I refused all audiences. Mother came and stood outside the pavilion, weeping. Grandfather stood in the courtyard for two hours before his knees gave out. Consort Ji and Gong Pingru slammed their fists against the wood every afternoon. I sat on the floor of my inner chamber in total darkness, refusing food, refusing water, refusing to speak, until the agonizing cramps in my stomach finally dragged me into unconsciousness.
When I woke, the pungent smell of burning moxa filled the room. Consort Ji was slumped over the edge of my bed, deeply asleep, her hand wrapped tightly around my wrist.
"Water," I rasped. My throat felt like sandpaper.
She snapped awake instantly. She poured water down my throat, checked my pulse, and then looked at me, her expression grim but settled.
The crisis regarding my brother had been abruptly 'resolved.'
The assailant who had shattered his legs—a minor official with no legal access to the Judicial Review who had mysteriously obtained heavily restricted jailer clearance—had been found dead in an alleyway before dawn. Throat slit. The trail of accountability was systematically, professionally severed.

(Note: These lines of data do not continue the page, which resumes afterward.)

use sea_orm::entity::prelude::*;
use serde::{Deserialize, Serialize};
use uuid::Uuid;

/// Join row linking a promotion to one of its products.
#[derive(Clone, Debug, PartialEq, Eq, DeriveEntityModel, Serialize, Deserialize)]
#[sea_orm(table_name = "promotion_products")]
pub struct Model {
    #[sea_orm(primary_key, auto_increment = false)]
    pub promotion_id: Uuid,
    #[sea_orm(primary_key, auto_increment = false)]
    pub product_id: Uuid,
}

#[derive(Copy, Clone, Debug, EnumIter, DeriveRelation)]
pub enum Relation {
    #[sea_orm(
        belongs_to = "super::promotion::Entity",
        from = "Column::PromotionId",
        to = "super::promotion::Column::Id",
        on_delete = "Cascade"
    )]
    Promotion,
    #[sea_orm(
        belongs_to = "super::product::Entity",
        from = "Column::ProductId",
        to = "super::product::Column::Id",
        on_delete = "Cascade"
    )]
    Product,
}

impl Related<super::promotion::Entity> for Entity {
    fn to() -> RelationDef {
        Relation::Promotion.def()
    }
}

impl Related<super::product::Entity> for Entity {
    fn to() -> RelationDef {
        Relation::Product.def()
    }
}

impl ActiveModelBehavior for ActiveModel {}
use crate::errors::ServiceError;
use axum::{
    extract::{rejection::JsonRejection, FromRequest, Request},
    Json,
};
use serde::{de::DeserializeOwned, Deserialize, Serialize};

/// JSON body extractor whose rejections render as `ServiceError` 400s
#[derive(Debug, Clone, Copy, Default)]
pub struct ApiJson<T>(pub T);

#[axum::async_trait]
impl<T, S> FromRequest<S> for ApiJson<T>
where
    T: DeserializeOwned,
    S: Send + Sync,
{
    type Rejection = ServiceError;

    async fn from_request(req: Request, state: &S) -> Result<Self, Self::Rejection> {
        match Json::<T>::from_request(req, state).await {
            Ok(Json(value)) => Ok(ApiJson(value)),
            Err(rejection) => Err(json_rejection(rejection)),
        }
    }
}

fn json_rejection(rejection: JsonRejection) -> ServiceError {
    match rejection {
        JsonRejection::MissingJsonContentType(_) => {
            ServiceError::BadRequest("Expected Content-Type: application/json".to_string())
        }
        other => ServiceError::ValidationError(other.body_text()),
    }
}

const MAX_PER_PAGE: u64 = 100;

/// Pagination parameters for list operations
#[derive(Debug, Deserialize, Serialize)]
pub struct PaginationParams {
    #[serde(default = "default_page")]
    pub page: u64,
    #[serde(default = "default_per_page", alias = "perPage", alias = "limit")]
    pub per_page: u64,
}

pub(crate) fn default_page() -> u64 {
    1
}

pub(crate) fn default_per_page() -> u64 {
    20
}

impl Default for PaginationParams {
    fn default() -> Self {
        Self {
            page: default_page(),
            per_page: default_per_page(),
        }
    }
}

impl PaginationParams {
    /// Page number, never below 1
    pub fn page(&self) -> u64 {
        self.page.max(1)
    }

    /// Page size, 0 falls back to the default and large values are capped
    pub fn per_page(&self) -> u64 {
        match self.per_page {
            0 => default_per_page(),
            n => n.min(MAX_PER_PAGE),
        }
    }
}
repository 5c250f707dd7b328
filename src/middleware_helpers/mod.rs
pub mod request_id;
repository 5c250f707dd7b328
use config::{Config, ConfigError, Environment, File};
use rust_decimal::Decimal;
use serde::Deserialize;
use std::env;
use std::path::Path;
use std::time::Duration;
use thiserror::Error;
use tracing::{error, info, warn};
use validator::{Validate, ValidationError};

/// Default values for configuration
const DEFAULT_LOG_LEVEL: &str = "info";
const DEFAULT_ENV: &str = "development";
const DEFAULT_PORT: u16 = 8080;
const CONFIG_DIR: &str = "config";
const DEFAULT_CURRENCY: &str = "UAH";
const DEFAULT_GATEWAY_CHECKOUT_URL: &str = "https://www.liqpay.ua/api/3/checkout";
const DEFAULT_PROMOTION_SWEEP_INTERVAL_SECS: u64 = 24 * 60 * 60;

/// Application configuration structure with validation
#[derive(Clone, Debug, Deserialize, Validate)]
#[serde(deny_unknown_fields)]
pub struct AppConfig {
    /// Database connection URL
    pub database_url: String,

    /// Server host address
    pub host: String,

    /// Server port (1024-65535)
    #[serde(default = "default_port")]
    #[validate(range(min = 1024))]
    pub port: u16,

    /// Application environment
    pub environment: String,

    /// Logging level
    #[serde(default = "default_log_level")]
    #[validate(custom = "validate_log_level")]
    pub log_level: String,

    /// Log in JSON format (structured logging)
    #[serde(default)]
    pub log_json: bool,

    /// Whether to run database migrations on startup
    #[serde(default)]
    pub auto_migrate: bool,

    /// DB pool: max connections
    #[serde(default = "default_db_max_connections")]
    pub db_max_connections: u32,

    /// DB pool: min connections
    #[serde(default = "default_db_min_connections")]
    pub db_min_connections: u32,

    /// DB timeouts (seconds)
    #[serde(default = "default_db_connect_timeout_secs")]
    pub db_connect_timeout_secs: u64,
    #[serde(default = "default_db_idle_timeout_secs")]
    pub db_idle_timeout_secs: u64,
    #[serde(default = "default_db_acquire_timeout_secs")]
    pub db_acquire_timeout_secs: u64,

    /// CORS: comma-separated list of allowed origins; permissive when unset in development
    #[serde(default)]
    pub cors_allowed_origins: Option<String>,

    /// Secret used to verify bearer tokens issued by the session service
    #[validate(length(min = 32))]
    pub jwt_secret: String,

    /// Payment gateway public key
    #[serde(default)]
    pub gateway_public_key: Option<String>,

    /// Payment gateway private key, used for request and callback signatures
    #[serde(default)]
    pub gateway_private_key: Option<String>,

    /// Gateway checkout page the customer is redirected to
    #[serde(default = "default_gateway_checkout_url")]
    #[validate(custom = "validate_http_url")]
    pub gateway_checkout_url: String,

    /// Public base URL of this service, used for gateway result/server URLs
    #[validate(custom = "validate_http_url")]
    pub public_base_url: String,

    /// Currency code sent to the gateway
    #[serde(default = "default_currency")]
    #[validate(length(equal = 3))]
    pub currency: String,

    /// Courier delivery is free from this subtotal upwards
    #[serde(default = "default_courier_free_delivery_threshold")]
    #[validate(custom = "validate_non_negative")]
    pub courier_free_delivery_threshold: Decimal,

    /// Courier delivery fee below the free threshold
    #[serde(default = "default_courier_delivery_fee")]
    #[validate(custom = "validate_non_negative")]
    pub courier_delivery_fee: Decimal,

    /// Interval between promotion expiry sweeps
    #[serde(default = "default_promotion_sweep_interval_secs")]
    #[validate(range(min = 1))]
    pub promotion_sweep_interval_secs: u64,

    /// Whether admins may move an order out of `Cancelled`
    #[serde(default)]
    pub allow_reopen_cancelled_orders: bool,
}

/// Credentials for the redirect-based card gateway
#[derive(Clone, Debug)]
pub struct GatewayCredentials {
    pub public_key: String,
    pub private_key: String,
}

impl AppConfig {
    /// Creates a configuration with defaults for everything except the essentials
    pub fn new(
        database_url: String,
        jwt_secret: String,
        host: String,
        port: u16,
        public_base_url: String,
        environment: String,
    ) -> Self {
        Self {
            database_url,
            host,
            port,
            environment,
            log_level: default_log_level(),
            log_json: false,
            auto_migrate: false,
            db_max_connections: default_db_max_connections(),
            db_min_connections: default_db_min_connections(),
            db_connect_timeout_secs: default_db_connect_timeout_secs(),
            db_idle_timeout_secs: default_db_idle_timeout_secs(),
            db_acquire_timeout_secs: default_db_acquire_timeout_secs(),
            cors_allowed_origins: None,
            jwt_secret,
            gateway_public_key: None,
            gateway_private_key: None,
            gateway_checkout_url: default_gateway_checkout_url(),
            public_base_url,
            currency: default_currency(),
            courier_free_delivery_threshold: default_courier_free_delivery_threshold(),
            courier_delivery_fee: default_courier_delivery_fee(),
            promotion_sweep_interval_secs: default_promotion_sweep_interval_secs(),
            allow_reopen_cancelled_orders: false,
        }
    }

    /// Gets database URL reference
    pub fn database_url(&self) -> &str {
        &self.database_url
    }

    /// Gets log level reference
    pub fn log_level(&self) -> &str {
        &self.log_level
    }

    /// Checks if running in development environment
    pub fn is_development(&self) -> bool {
        self.environment.eq_ignore_ascii_case("development")
    }

    /// Gateway keys, present only when both are configured and non-blank
    pub fn gateway_credentials(&self) -> Option<GatewayCredentials> {
        match (&self.gateway_public_key, &self.gateway_private_key) {
            (Some(public_key), Some(private_key))
                if !public_key.trim().is_empty() && !private_key.trim().is_empty() =>
            {
                Some(GatewayCredentials {
                    public_key: public_key.trim().to_string(),
                    private_key: private_key.trim().to_string(),
                })
            }
            _ => None,
        }
    }

    pub fn promotion_sweep_interval(&self) -> Duration {
        Duration::from_secs(self.promotion_sweep_interval_secs)
    }

    /// Allowed CORS origins, empty when none are configured
    pub fn cors_origins(&self) -> Vec<String> {
        self.cors_allowed_origins
            .as_deref()
            .map(|raw| {
                raw.split(',')
                    .map(str::trim)
                    .filter(|origin| !origin.is_empty())
                    .map(str::to_string)
                    .collect()
            })
            .unwrap_or_default()
    }
}

/// Configuration loading errors
#[derive(Debug, Error)]
pub enum AppConfigError {
    #[error("Configuration loading failed: {0}")]
    Load(#[from] ConfigError),

    #[error("Configuration validation failed: {0}")]
    Validation(#[from] validator::ValidationErrors),
}

/// Default value functions
fn default_log_level() -> String {
    DEFAULT_LOG_LEVEL.to_string()
}

fn default_port() -> u16 {
    DEFAULT_PORT
}

fn default_db_max_connections() -> u32 {
    16
}
fn default_db_min_connections() -> u32 {
    2
}
fn default_db_connect_timeout_secs() -> u64 {
    30
}
fn default_db_idle_timeout_secs() -> u64 {
    600
}
fn default_db_acquire_timeout_secs() -> u64 {
    8
}

fn default_gateway_checkout_url() -> String {
    DEFAULT_GATEWAY_CHECKOUT_URL.to_string()
}

fn default_currency() -> String {
    DEFAULT_CURRENCY.to_string()
}

fn default_courier_free_delivery_threshold() -> Decimal {
    Decimal::from(1000)
}

fn default_courier_delivery_fee() -> Decimal {
    Decimal::from(100)
}

fn default_promotion_sweep_interval_secs() -> u64 {
    DEFAULT_PROMOTION_SWEEP_INTERVAL_SECS
}

/// Validates log level values
fn validate_log_level(level: &str) -> Result<(), ValidationError> {
    let valid_levels = ["trace", "debug", "info", "warn", "error"];
    if valid_levels.contains(&level.to_lowercase().as_str()) {
        Ok(())
    } else {
        let mut err = ValidationError::new("log_level");
        err.message = Some("Must be one of: trace, debug, info, warn, error".into());
        Err(err)
    }
}

fn validate_http_url(value: &str) -> Result<(), ValidationError> {
    match url::Url::parse(value) {
        Ok(parsed) if matches!(parsed.scheme(), "http" | "https") => Ok(()),
        _ => {
            let mut err = ValidationError::new("url");
            err.message = Some("Must be an absolute http(s) URL".into());
            Err(err)
        }
    }
}

fn validate_non_negative(value: &Decimal) -> Result<(), ValidationError> {
    if value.is_sign_negative() && !value.is_zero() {
        let mut err = ValidationError::new("non_negative");
        err.message = Some("Must not be negative".into());
        return Err(err);
    }
    Ok(())
}

/// Initializes tracing using the provided log level as the default filter
pub fn init_tracing(level: &str, json: bool) {
    use tracing_subscriber::{fmt, EnvFilter};

    let default_directive = format!("storefront_api={},tower_http=debug", level);
    let filter_directive = env::var("RUST_LOG")
        .ok()
        .filter(|s| !s.trim().is_empty())
        .unwrap_or(default_directive);

    let builder = fmt().with_env_filter(EnvFilter::new(filter_directive));
    let result = if json {
        builder.json().try_init()
    } else {
        builder.try_init()
    };
    if let Err(err) = result {
        eprintln!("tracing subscriber already initialized: {}", err);
    }
}

/// Loads application configuration
///
/// Layers configuration sources in this order:
/// 1. Built-in defaults
/// 2. Default config (config/default.toml)
/// 3. Environment-specific config (config/{env}.toml)
/// 4. Environment variables (APP__*)
pub fn load_config() -> Result<AppConfig, AppConfigError> {
    // Support both RUN_ENV and APP_ENV for selecting config profile
    let run_env = env::var("RUN_ENV")
        .or_else(|_| env::var("APP_ENV"))
        .unwrap_or_else(|_| DEFAULT_ENV.to_string());
    info!("Loading configuration for environment: {}", run_env);

    if !Path::new(CONFIG_DIR).exists() {
        info!(
            "Config directory '{}' not found; relying on built-in defaults and environment variables",
            CONFIG_DIR
        );
    }

    // NOTE: jwt_secret has no default - it MUST be provided via environment variable
    // or config file.
    let config = Config::builder()
        .set_default("database_url", "sqlite://storefront.db?mode=rwc")?
        .set_default("host", "0.0.0.0")?
        .set_default("port", DEFAULT_PORT)?
        .set_default("environment", DEFAULT_ENV)?
        .set_default("log_level", DEFAULT_LOG_LEVEL)?
        .set_default("log_json", false)?
        .set_default("public_base_url", "http://localhost:8080")?
        .add_source(File::with_name(&format!("{}/default", CONFIG_DIR)).required(false))
        .add_source(File::with_name(&format!("{}/{}", CONFIG_DIR, run_env)).required(false))
        .add_source(Environment::with_prefix("APP").separator("__"))
        .build()?;

    if config.get_string("jwt_secret").is_err() {
        error!("JWT secret is not configured. Set APP__JWT_SECRET (minimum 32 characters).");
        return Err(AppConfigError::Load(ConfigError::NotFound(
            "jwt_secret is required but not configured. Set APP__JWT_SECRET environment variable."
                .into(),
        )));
    }

    let app_config: AppConfig = config.try_deserialize()?;

    app_config.validate().map_err(|e| {
        error!("Configuration validation failed: {:?}", e);
        AppConfigError::Validation(e)
    })?;

    if app_config.gateway_credentials().is_none() {
        warn!("Payment gateway keys are not configured; online card payment is disabled");
    }

    info!("Configuration loaded successfully");
    Ok(app_config)
}
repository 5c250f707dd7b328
// Catalog store and money rules
pub mod catalog;
pub mod pricing;

// Promotion engine
pub mod promotions;

// Checkout, payment and order lifecycle
pub mod orders;
pub mod payment_gateway;

pub use catalog::CatalogService;
pub use orders::OrderService;
pub use payment_gateway::PaymentGateway;
pub use promotions::PromotionService;
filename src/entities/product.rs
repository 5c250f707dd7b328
use async_trait::async_trait;
use chrono::{DateTime, Utc};
use rust_decimal::Decimal;
use sea_orm::entity::prelude::*;
use sea_orm::{ActiveValue, Set};
use serde::{Deserialize, Serialize};
use uuid::Uuid;

/// Catalog product.
///
/// `original_price` is only present while a promotion discount is applied;
/// it holds the undiscounted price that `price` is derived from.
#[derive(Clone, Debug, PartialEq, DeriveEntityModel, Serialize, Deserialize)]
#[sea_orm(table_name = "products")]
#[serde(rename_all = "camelCase")]
pub struct Model {
    #[sea_orm(primary_key, auto_increment = false)]
    pub id: Uuid,

    pub name: String,

    pub description: Option<String>,

    /// Current selling price
    pub price: Decimal,

    /// Pre-promotion price, set only while discounted
    pub original_price: Option<Decimal>,

    /// Units available for sale
    pub stock: i32,

    pub category_id: Option<Uuid>,

    pub image: Option<String>,

    /// Soft-delete marker
    #[serde(default, skip_serializing)]
    pub deleted: bool,

    pub created_at: DateTime<Utc>,
    pub updated_at: DateTime<Utc>,
}

impl Model {
    /// Undiscounted price: `original_price` while a promotion applies, else `price`
    pub fn base_price(&self) -> Decimal {
        self.original_price.unwrap_or(self.price)
    }

    pub fn is_discounted(&self) -> bool {
        self.original_price.is_some()
    }
}

#[derive(Copy, Clone, Debug, EnumIter, DeriveRelation)]
pub enum Relation {
    #[sea_orm(has_many = "super::promotion_product::Entity")]
    PromotionProduct,
}

impl Related<super::promotion_product::Entity> for Entity {
    fn to() -> RelationDef {
        Relation::PromotionProduct.def()
    }
}

impl Related<super::promotion::Entity> for Entity {
    fn to() -> RelationDef {
        super::promotion_product::Relation::Promotion.def()
    }

    fn via() -> Option<RelationDef> {
        Some(super::promotion_product::Relation::Product.def().rev())
    }
}

#[async_trait]
impl ActiveModelBehavior for ActiveModel {
    async fn before_save<C>(self, _db: &C, insert: bool) -> Result<Self, DbErr>
    where
        C: ConnectionTrait,
    {
        let mut active_model = self;
        let now = Utc::now();

        if insert {
            if let ActiveValue::NotSet = active_model.id {
                active_model.id = Set(Uuid::new_v4());
            }
            if let ActiveValue::NotSet = active_model.created_at {
                active_model.created_at = Set(now);
            }
        }
        active_model.updated_at = Set(now);

        Ok(active_model)
    }
}
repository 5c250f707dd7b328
pub mod order;
pub mod order_item;
pub mod product;
pub mod promotion;
pub mod promotion_product;
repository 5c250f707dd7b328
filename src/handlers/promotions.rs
use super::common::ApiJson;
use crate::{
    auth::AdminUser,
    errors::ServiceError,
    services::promotions::{CreatePromotionInput, PromotionView, UpdatePromotionInput},
    ApiResponse, AppState,
};
use axum::{
    extract::{Path, Query, State},
    http::StatusCode,
    Json,
};
use serde::Deserialize;
use uuid::Uuid;

#[derive(Debug, Default, Deserialize)]
pub struct PromotionListQuery {
    #[serde(default)]
    pub active: bool,
}

pub async fn list_promotions(
    State(state): State<AppState>,
    Query(query): Query<PromotionListQuery>,
) -> Result<Json<ApiResponse<Vec<PromotionView>>>, ServiceError> {
    let promotions = state.services.promotions.list_promotions(query.active).await?;
    Ok(Json(ApiResponse::success(promotions)))
}

pub async fn get_promotion(
    State(state): State<AppState>,
    Path(id): Path<Uuid>,
) -> Result<Json<ApiResponse<PromotionView>>, ServiceError> {
    let promotion = state.services.promotions.get_promotion(id).await?;
    Ok(Json(ApiResponse::success(promotion)))
}

/// Create a promotion; member prices change immediately
pub async fn create_promotion(
    State(state): State<AppState>,
    _admin: AdminUser,
    ApiJson(input): ApiJson<CreatePromotionInput>,
) -> Result<(StatusCode, Json<ApiResponse<PromotionView>>), ServiceError> {
    let promotion = state.services.promotions.create_promotion(input).await?;
    Ok((StatusCode::CREATED, Json(ApiResponse::success(promotion))))
}

pub async fn update_promotion(
    State(state): State<AppState>,
    _admin: AdminUser,
    Path(id): Path<Uuid>,
    ApiJson(input): ApiJson<UpdatePromotionInput>,
) -> Result<Json<ApiResponse<PromotionView>>, ServiceError> {
    let promotion = state.services.promotions.update_promotion(id, input).await?;
    Ok(Json(ApiResponse::success(promotion)))
}

pub async fn delete_promotion(
    State(state): State<AppState>,
    _admin: AdminUser,
    Path(id): Path<Uuid>,
) -> Result<Json<ApiResponse<()>>, ServiceError> {
    state.services.promotions.delete_promotion(id).await?;
    Ok(Json(ApiResponse::message("Promotion deleted")))
}
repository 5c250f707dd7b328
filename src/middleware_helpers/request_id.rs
use crate::tracing::RequestId;
use axum::{
    extract::Request,
    http::{header::HeaderName, HeaderValue},
    middleware::Next,
    response::Response,
};
use tracing::Instrument;

/// Header name for the request ID
pub const REQUEST_ID_HEADER: &str = "x-request-id";

/// Middleware to add request ID to every request
pub async fn request_id_middleware(mut request: Request, next: Next) -> Response {
    // Reuse a caller-supplied id only when it is a valid header value
    let (request_id, header_value) = match request
        .headers()
        .get(REQUEST_ID_HEADER)
        .and_then(|v| v.to_str().ok())
        .filter(|v| !v.trim().is_empty())
    {
        Some(existing) => (
            RequestId::new(existing),
            request.headers().get(REQUEST_ID_HEADER).cloned(),
        ),
        None => {
            let generated = RequestId::default();
            let value = HeaderValue::from_str(generated.as_str()).ok();
            (generated, value)
        }
    };

    if let Some(value) = header_value.clone() {
        request
            .headers_mut()
            .insert(HeaderName::from_static(REQUEST_ID_HEADER), value);
    }

    // Make request id available to handlers
    request.extensions_mut().insert(request_id.clone());

    let span = tracing::info_span!(
        "request",
        request_id = %request_id.as_str(),
        method = %request.method(),
        uri = %request.uri(),
    );

    let mut response = crate::tracing::scope_request_id(
        request_id,
        async move { next.run(request).await }.instrument(span),
    )
    .await;

    if let Some(value) = header_value {
        response
            .headers_mut()
            .insert(HeaderName::from_static(REQUEST_ID_HEADER), value);
    }

    response
}
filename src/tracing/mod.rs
//! Request correlation and HTTP tracing.
//!
//! Every request carries a [`RequestId`] that is scoped into a task-local so
//! that error bodies and response envelopes can echo it back.

use axum::http::Request;
use std::{cell::RefCell, fmt, future::Future};
use tower_http::{
    classify::{SharedClassifier, StatusInRangeAsFailures},
    trace::{
        DefaultOnBodyChunk, DefaultOnEos, DefaultOnFailure, DefaultOnRequest, DefaultOnResponse,
        MakeSpan, TraceLayer,
    },
};
use uuid::Uuid;

/// Request ID tracking information
#[derive(Clone, Debug)]
pub struct RequestId(pub String);

impl Default for RequestId {
    fn default() -> Self {
        RequestId(Uuid::new_v4().to_string())
    }
}

impl RequestId {
    pub fn new(value: impl Into<String>) -> Self {
        RequestId(value.into())
    }

    pub fn as_str(&self) -> &str {
        &self.0
    }
}

impl fmt::Display for RequestId {
    fn fmt(&self, f: &mut fmt::Formatter<'_>) -> fmt::Result {
        write!(f, "{}", self.0)
    }
}

tokio::task_local! {
    static CURRENT_REQUEST_ID: RefCell<Option<RequestId>>;
}

pub async fn scope_request_id<Fut, R>(request_id: RequestId, future: Fut) -> R
where
    Fut: Future<Output = R>,
{
    CURRENT_REQUEST_ID
        .scope(RefCell::new(Some(request_id)), future)
        .await
}

pub fn current_request_id() -> Option<RequestId> {
    CURRENT_REQUEST_ID
        .try_with(|cell| cell.borrow().clone())
        .ok()
        .flatten()
}

#[derive(Clone, Default)]
pub struct RequestSpanMaker;

impl<B> MakeSpan<B> for RequestSpanMaker {
    fn make_span(&mut self, request: &Request<B>) -> tracing::Span {
        let request_id = request
            .extensions()
            .get::<RequestId>()
            .cloned()
            .or_else(|| {
                request
                    .headers()
                    .get("x-request-id")
                    .and_then(|v| v.to_str().ok())
                    .map(RequestId::new)
            })
            .unwrap_or_default();

        tracing::info_span!(
            "http.request",
            request_id = %request_id.as_str(),
            method = %request.method(),
            uri = %request.uri(),
        )
    }
}

/// Configure tracing for the application with tower-http
pub fn configure_http_tracing() -> TraceLayer<
    SharedClassifier<StatusInRangeAsFailures>,
    RequestSpanMaker,
    DefaultOnRequest,
    DefaultOnResponse,
    DefaultOnBodyChunk,
    DefaultOnEos,
    DefaultOnFailure,
> {
    let classifier = SharedClassifier::new(StatusInRangeAsFailures::new(500..=599));
    TraceLayer::new(classifier)
        .make_span_with(RequestSpanMaker)
        .on_request(DefaultOnRequest::default())
        .on_response(DefaultOnResponse::default())
        .on_body_chunk(DefaultOnBodyChunk::default())
        .on_eos(DefaultOnEos::default())
        .on_failure(DefaultOnFailure::default())
}
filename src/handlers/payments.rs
use crate::{errors::ServiceError, services::payment_gateway::CallbackRequest, AppState};
use axum::extract::{RawQuery, State};
use bytes::Bytes;
use tracing::{info, warn};

/// Gateway server-to-server callback.
///
/// Accepts the signed `data`/`signature` pair as a JSON body, a query string
/// or a form body, on both GET and POST. Replies `ok` once the outcome has
/// been recorded so the gateway stops redelivering.
pub async fn payment_callback(
    State(state): State<AppState>,
    RawQuery(query): RawQuery,
    body: Bytes,
) -> Result<&'static str, ServiceError> {
    let gateway = state.services.orders.gateway().ok_or_else(|| {
        ServiceError::ServiceUnavailable("Payment gateway is not configured".to_string())
    })?;

    let request = CallbackRequest {
        query: query.as_deref(),
        body: &body,
    };
    let payload = match gateway.verify_callback(&request) {
        Ok(payload) => payload,
        Err(e) => {
            warn!(error = %e, "Rejected payment callback");
            return Err(e);
        }
    };

    let order = state
        .services
        .orders
        .apply_payment_callback(&payload)
        .await?;
    info!(
        order_id = %order.id,
        gateway_status = %payload.status,
        payment_status = %order.payment_status,
        "Payment callback processed"
    );
    Ok("ok")
}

I stared at the silk canopy above me for a long time. Then I blindly reached out and grabbed Consort Ji's hand. "You are the sharpest political mind in this palace, Ji. Don't lie to me."
She froze.
"You know exactly who authorized the strike on my brother," I said, my voice dead. "Who else could command a maiming inside the highly secure Court of Judicial Review? Who else would dare? He was terrified my brother would inherit the command of the Northwestern Army. So he permanently crippled the heir."
Consort Ji looked away, her jaw tight.
"You have a royal heir growing inside you, Bao Niang," she said very quietly, refusing to confirm or deny the accusation. "You must force yourself to remain calm."